President of New Mexico State University
- Incumbent
- Assumed office July 1, 2018
- Preceded by: Garrey Carruthers (Chancellor)

Personal details
- Born: Greece
- Education: Agricultural University of Athens (BS, MS) University of Georgia (PhD)

= John D. Floros =

John D. Floros is a Greek-American food scientist and academic administrator. He is the former president of New Mexico State University in Las Cruces, New Mexico.

== Early life and education ==
Floros was born and raised in Greece. After earning a Bachelor's and Master's of Science in food science and technology from the Agricultural University of Athens, Floros relocated to the United States to earn his Ph.D. in food science and technology from the University of Georgia.

== Career ==
Floros began his career at Asteris Inc. and the Central Union of Agricultural Cooperatives before transitioning to a career in academics. Floros was a professor at Purdue University from 1988 to 2000. He then worked as a professor in and the head of the Pennsylvania State University Department of Food Science from 2000 to 2012. In 2007, Floros was selected as the 68th president of the Institute of Food Technologists, a non-profit scientific society based in Chicago.

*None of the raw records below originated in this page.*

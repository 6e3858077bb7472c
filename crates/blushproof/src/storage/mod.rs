//! Persistence for blushproof state.
//!
//! State is kept as a handful of JSON documents, one per namespace, behind
//! the synchronous [`KeyValueStore`] trait. [`SqliteStore`] is the on-disk
//! implementation; [`MemoryStore`] keeps everything in a `HashMap`.
//!
//! Typed records cross this boundary only through [`load_record`] and
//! [`to_value`], so anything malformed on disk degrades to an empty record
//! instead of an error.

pub mod migrations;
pub mod schema;

use std::collections::HashMap;
use std::path::{Path, PathBuf};

use rusqlite::{params, Connection, OptionalExtension};
use serde::de::DeserializeOwned;
use serde::Serialize;
use serde_json::Value;
use tracing::{debug, info, warn};

use crate::error::{Error, Result};

/// Namespace names used by the categorizer.
pub mod namespace {
    /// Domain key to category list.
    pub const BLUSHLIST: &str = "blushlist";
    /// Query key to category list.
    pub const SEARCHTERMS: &str = "searchterms";
    /// Whitelisted domain keys.
    pub const WHITELISTED_DOMAINS: &str = "whitelistedDomains";
    /// Whitelisted query keys.
    pub const WHITELISTED_QUERIES: &str = "whitelistedQueries";
    /// Per-category approval counts.
    pub const WHITELISTED_CATEGORIES: &str = "whitelistedCategories";
    /// Key mode the keyed namespaces were written in.
    pub const KEY_MODE: &str = "keyMode";

    /// Every namespace, in a fixed order.
    pub const ALL: &[&str] = &[
        BLUSHLIST,
        SEARCHTERMS,
        WHITELISTED_DOMAINS,
        WHITELISTED_QUERIES,
        WHITELISTED_CATEGORIES,
        KEY_MODE,
    ];
}

/// Synchronous namespace-to-JSON persistence.
pub trait KeyValueStore {
    /// Read the value stored under `namespace`.
    ///
    /// # Errors
    ///
    /// Returns an error if the backing store cannot be read.
    fn get(&self, namespace: &str) -> Result<Option<Value>>;

    /// Replace the value stored under `namespace`.
    ///
    /// # Errors
    ///
    /// Returns an error if the backing store cannot be written.
    fn set(&mut self, namespace: &str, value: &Value) -> Result<()>;

    /// Delete `namespace`. Returns `true` if it existed.
    ///
    /// # Errors
    ///
    /// Returns an error if the backing store cannot be written.
    fn remove(&mut self, namespace: &str) -> Result<bool>;

    /// Write several namespaces so that either all or none are stored.
    ///
    /// # Errors
    ///
    /// Returns an error if the backing store cannot be written; in that case
    /// no namespace was changed.
    fn set_many(&mut self, entries: &[(&str, Value)]) -> Result<()>;
}

/// Load a typed record from `namespace`.
///
/// Missing namespaces give `T::default()`. A value that does not match `T`
/// is logged and also treated as `T::default()`.
///
/// # Errors
///
/// Returns an error only if the store itself fails.
pub fn load_record<T, S>(store: &S, namespace: &str) -> Result<T>
where
    T: DeserializeOwned + Default,
    S: KeyValueStore + ?Sized,
{
    let Some(value) = store.get(namespace)? else {
        debug!(namespace, "Namespace empty, using default");
        return Ok(T::default());
    };

    match serde_json::from_value(value) {
        Ok(record) => Ok(record),
        Err(e) => {
            warn!(namespace, error = %e, "Malformed persisted record, starting empty");
            Ok(T::default())
        }
    }
}

/// Serialize a typed record for storage.
///
/// # Errors
///
/// Returns an error if the record cannot be represented as JSON.
pub fn to_value<T: Serialize>(record: &T) -> Result<Value> {
    Ok(serde_json::to_value(record)?)
}

/// `SQLite`-backed store.
#[derive(Debug)]
pub struct SqliteStore {
    /// Path to the database file.
    path: PathBuf,
    /// Database connection.
    conn: Connection,
}

impl SqliteStore {
    /// Open or create a store at the given path.
    ///
    /// Creates the parent directories and database file if they don't exist
    /// and brings the schema up to date.
    ///
    /// # Errors
    ///
    /// Returns an error if the database cannot be opened or schema initialization fails.
    pub fn open(path: impl AsRef<Path>) -> Result<Self> {
        let path = path.as_ref().to_path_buf();

        if let Some(parent) = path.parent() {
            if !parent.as_os_str().is_empty() && !parent.exists() {
                std::fs::create_dir_all(parent).map_err(|source| Error::DirectoryCreate {
                    path: parent.to_path_buf(),
                    source,
                })?;
            }
        }

        debug!("Opening database at {}", path.display());
        let conn = Connection::open(&path).map_err(|source| Error::DatabaseOpen {
            path: path.clone(),
            source,
        })?;

        conn.execute_batch("PRAGMA journal_mode=WAL; PRAGMA synchronous=NORMAL;")?;
        migrations::initialize_schema(&conn)?;

        info!("Database opened at {}", path.display());
        Ok(Self { path, conn })
    }

    /// Create an in-memory store for testing.
    ///
    /// # Errors
    ///
    /// Returns an error if the in-memory database cannot be created.
    pub fn open_in_memory() -> Result<Self> {
        let conn = Connection::open_in_memory().map_err(|source| Error::DatabaseOpen {
            path: PathBuf::from(":memory:"),
            source,
        })?;

        migrations::initialize_schema(&conn)?;

        Ok(Self {
            path: PathBuf::from(":memory:"),
            conn,
        })
    }

    /// Get the path to the database file.
    #[must_use]
    pub fn path(&self) -> &Path {
        &self.path
    }

    /// Names of the namespaces currently stored.
    ///
    /// # Errors
    ///
    /// Returns an error if the database operation fails.
    pub fn namespaces(&self) -> Result<Vec<String>> {
        let mut stmt = self
            .conn
            .prepare("SELECT namespace FROM namespaces ORDER BY namespace")?;
        let names = stmt
            .query_map([], |row| row.get(0))?
            .collect::<std::result::Result<Vec<String>, _>>()?;
        Ok(names)
    }

    /// Size of the database file in bytes, or 0 for in-memory stores.
    #[must_use]
    pub fn size_bytes(&self) -> u64 {
        if self.path.to_string_lossy() == ":memory:" {
            0
        } else {
            std::fs::metadata(&self.path).map(|m| m.len()).unwrap_or(0)
        }
    }

    fn write(conn: &Connection, namespace: &str, value: &Value) -> Result<()> {
        let text = serde_json::to_string(value)?;
        conn.execute(
            r"
            INSERT INTO namespaces (namespace, value, updated_at)
            VALUES (?1, ?2, datetime('now'))
            ON CONFLICT(namespace) DO UPDATE SET value = excluded.value, updated_at = excluded.updated_at
            ",
            params![namespace, text],
        )?;
        Ok(())
    }
}

impl KeyValueStore for SqliteStore {
    fn get(&self, namespace: &str) -> Result<Option<Value>> {
        let text: Option<String> = self
            .conn
            .query_row(
                "SELECT value FROM namespaces WHERE namespace = ?1",
                [namespace],
                |row| row.get(0),
            )
            .optional()?;

        Ok(text.and_then(|t| match serde_json::from_str(&t) {
            Ok(value) => Some(value),
            Err(e) => {
                warn!(namespace, error = %e, "Stored value is not valid JSON, ignoring it");
                None
            }
        }))
    }

    fn set(&mut self, namespace: &str, value: &Value) -> Result<()> {
        Self::write(&self.conn, namespace, value)?;
        debug!(namespace, "Namespace written");
        Ok(())
    }

    fn remove(&mut self, namespace: &str) -> Result<bool> {
        let affected = self
            .conn
            .execute("DELETE FROM namespaces WHERE namespace = ?1", [namespace])?;
        Ok(affected > 0)
    }

    fn set_many(&mut self, entries: &[(&str, Value)]) -> Result<()> {
        let tx = self.conn.transaction()?;
        for (namespace, value) in entries {
            Self::write(&tx, namespace, value)?;
        }
        tx.commit()?;
        debug!(count = entries.len(), "Namespaces written");
        Ok(())
    }
}

/// `HashMap`-backed store.
#[derive(Debug, Clone, Default)]
pub struct MemoryStore {
    values: HashMap<String, Value>,
}

impl MemoryStore {
    /// Create an empty store.
    #[must_use]
    pub fn new() -> Self {
        Self::default()
    }
}

impl KeyValueStore for MemoryStore {
    fn get(&self, namespace: &str) -> Result<Option<Value>> {
        Ok(self.values.get(namespace).cloned())
    }

    fn set(&mut self, namespace: &str, value: &Value) -> Result<()> {
        self.values.insert(namespace.to_string(), value.clone());
        Ok(())
    }

    fn remove(&mut self, namespace: &str) -> Result<bool> {
        Ok(self.values.remove(namespace).is_some())
    }

    fn set_many(&mut self, entries: &[(&str, Value)]) -> Result<()> {
        for (namespace, value) in entries {
            self.values.insert((*namespace).to_string(), value.clone());
        }
        Ok(())
    }
}

#[cfg(test)]
mod tests {
    use super::*;
    use serde::Deserialize;
    use serde_json::json;

    #[derive(Debug, Default, PartialEq, Serialize, Deserialize)]
    struct Record {
        version: String,
        count: u32,
    }

    fn create_test_storage() -> SqliteStore {
        SqliteStore::open_in_memory().expect("failed to create test storage")
    }

    fn temp_db_path(tag: &str) -> PathBuf {
        std::env::temp_dir().join(format!("blushproof_{tag}_{}.db", std::process::id()))
    }

    fn cleanup(path: &Path) {
        let _ = std::fs::remove_file(path);
        let _ = std::fs::remove_file(path.with_extension("db-wal"));
        let _ = std::fs::remove_file(path.with_extension("db-shm"));
    }

    #[test]
    fn test_open_in_memory() {
        let storage = create_test_storage();
        assert_eq!(storage.path().to_string_lossy(), ":memory:");
        assert_eq!(storage.size_bytes(), 0);
    }

    #[test]
    fn test_set_and_get() {
        let mut storage = create_test_storage();
        storage.set("blushlist", &json!({"version": "1"})).unwrap();

        assert_eq!(
            storage.get("blushlist").unwrap(),
            Some(json!({"version": "1"}))
        );
        assert_eq!(storage.get("searchterms").unwrap(), None);
    }

    #[test]
    fn test_set_overwrites() {
        let mut storage = create_test_storage();
        storage.set("ns", &json!(1)).unwrap();
        storage.set("ns", &json!(2)).unwrap();

        assert_eq!(storage.get("ns").unwrap(), Some(json!(2)));
        assert_eq!(storage.namespaces().unwrap(), vec!["ns".to_string()]);
    }

    #[test]
    fn test_remove() {
        let mut storage = create_test_storage();
        storage.set("ns", &json!(true)).unwrap();

        assert!(storage.remove("ns").unwrap());
        assert!(!storage.remove("ns").unwrap());
        assert_eq!(storage.get("ns").unwrap(), None);
    }

    #[test]
    fn test_set_many_writes_all() {
        let mut storage = create_test_storage();
        storage
            .set_many(&[("a", json!(1)), ("b", json!({"x": true}))])
            .unwrap();

        assert_eq!(storage.get("a").unwrap(), Some(json!(1)));
        assert_eq!(storage.get("b").unwrap(), Some(json!({"x": true})));
    }

    #[test]
    fn test_set_many_failure_writes_nothing() {
        let mut storage = create_test_storage();
        storage.set("a", &json!(1)).unwrap();
        storage
            .conn
            .execute_batch(
                r"
                CREATE TRIGGER reject_broken BEFORE INSERT ON namespaces
                WHEN NEW.namespace = 'broken'
                BEGIN SELECT RAISE(ABORT, 'rejected'); END;
                ",
            )
            .unwrap();

        let result = storage.set_many(&[("a", json!(2)), ("b", json!(3)), ("broken", json!(4))]);

        assert!(matches!(result, Err(Error::DatabaseQuery(_))));
        assert_eq!(storage.get("a").unwrap(), Some(json!(1)));
        assert_eq!(storage.get("b").unwrap(), None);
        assert_eq!(storage.namespaces().unwrap(), vec!["a".to_string()]);
    }

    #[test]
    fn test_invalid_json_reads_as_missing() {
        let storage = create_test_storage();
        storage
            .conn
            .execute(
                "INSERT INTO namespaces (namespace, value) VALUES ('bad', '{not json')",
                [],
            )
            .unwrap();

        assert_eq!(storage.get("bad").unwrap(), None);
    }

    #[test]
    fn test_load_record_missing_is_default() {
        let storage = MemoryStore::new();
        let record: Record = load_record(&storage, "nothing").unwrap();
        assert_eq!(record, Record::default());
    }

    #[test]
    fn test_load_record_malformed_is_default() {
        let mut storage = MemoryStore::new();
        storage.set("rec", &json!(["not", "a", "record"])).unwrap();

        let record: Record = load_record(&storage, "rec").unwrap();
        assert_eq!(record, Record::default());
    }

    #[test]
    fn test_load_record_round_trip() {
        let mut storage = create_test_storage();
        let record = Record {
            version: "7".to_string(),
            count: 3,
        };
        storage.set("rec", &to_value(&record).unwrap()).unwrap();

        let loaded: Record = load_record(&storage, "rec").unwrap();
        assert_eq!(loaded, record);
    }

    #[test]
    fn test_memory_store() {
        let mut storage = MemoryStore::new();
        storage.set("a", &json!("x")).unwrap();
        storage.set_many(&[("b", json!(2)), ("a", json!("y"))]).unwrap();

        assert_eq!(storage.get("a").unwrap(), Some(json!("y")));
        assert_eq!(storage.get("b").unwrap(), Some(json!(2)));
        assert!(storage.remove("b").unwrap());
        assert_eq!(storage.get("b").unwrap(), None);
    }

    #[test]
    fn test_file_store_persists_across_reopen() {
        let db_path = temp_db_path("reopen");
        cleanup(&db_path);

        {
            let mut storage = SqliteStore::open(&db_path).unwrap();
            storage.set("blushlist", &json!({"version": "2"})).unwrap();
            assert_eq!(storage.path(), db_path);
            assert!(storage.size_bytes() > 0);
        }

        let storage = SqliteStore::open(&db_path).unwrap();
        assert_eq!(
            storage.get("blushlist").unwrap(),
            Some(json!({"version": "2"}))
        );

        drop(storage);
        cleanup(&db_path);
    }

    #[test]
    fn test_open_creates_parent_dirs() {
        let root = std::env::temp_dir().join(format!("blushproof_test_{}", std::process::id()));
        let nested_path = root.join("nested/db.sqlite");
        let _ = std::fs::remove_dir_all(&root);

        let storage = SqliteStore::open(&nested_path).unwrap();
        assert!(nested_path.exists());

        drop(storage);
        let _ = std::fs::remove_dir_all(&root);
    }

    #[test]
    fn test_namespace_names_are_distinct() {
        let mut names = namespace::ALL.to_vec();
        names.sort_unstable();
        names.dedup();
        assert_eq!(names.len(), namespace::ALL.len());
    }
}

In 2012, Floros joined the faculty of Kansas State University, working as the dean of the Kansas State University College of Agriculture and the university's director of research and extension. Floros became president of New Mexico State University on July 1, 2018.

In October 2021, following campus-wide demonstrations and a Faculty Senate vote of "no-confidence," along with allegations of "systemic failure of administrative leadership and dereliction of duty to uphold the land-grant mission, Hispanic-serving mission of the institution” there was a call for Floros' removal. In the document submitted by staff, the allegations include Floros' and Provost Carol Parker's misappropriation of university funds, unethical hiring and promotion practices, deliberate circumvention of due process, rejection of principles and practices of shared governance, and broader impacts of systemic failure of leadership. In January 2022, Floros announced his resignation as President of New Mexico State University, leaving sole leadership of the university to Chancellor Dan Arvizu.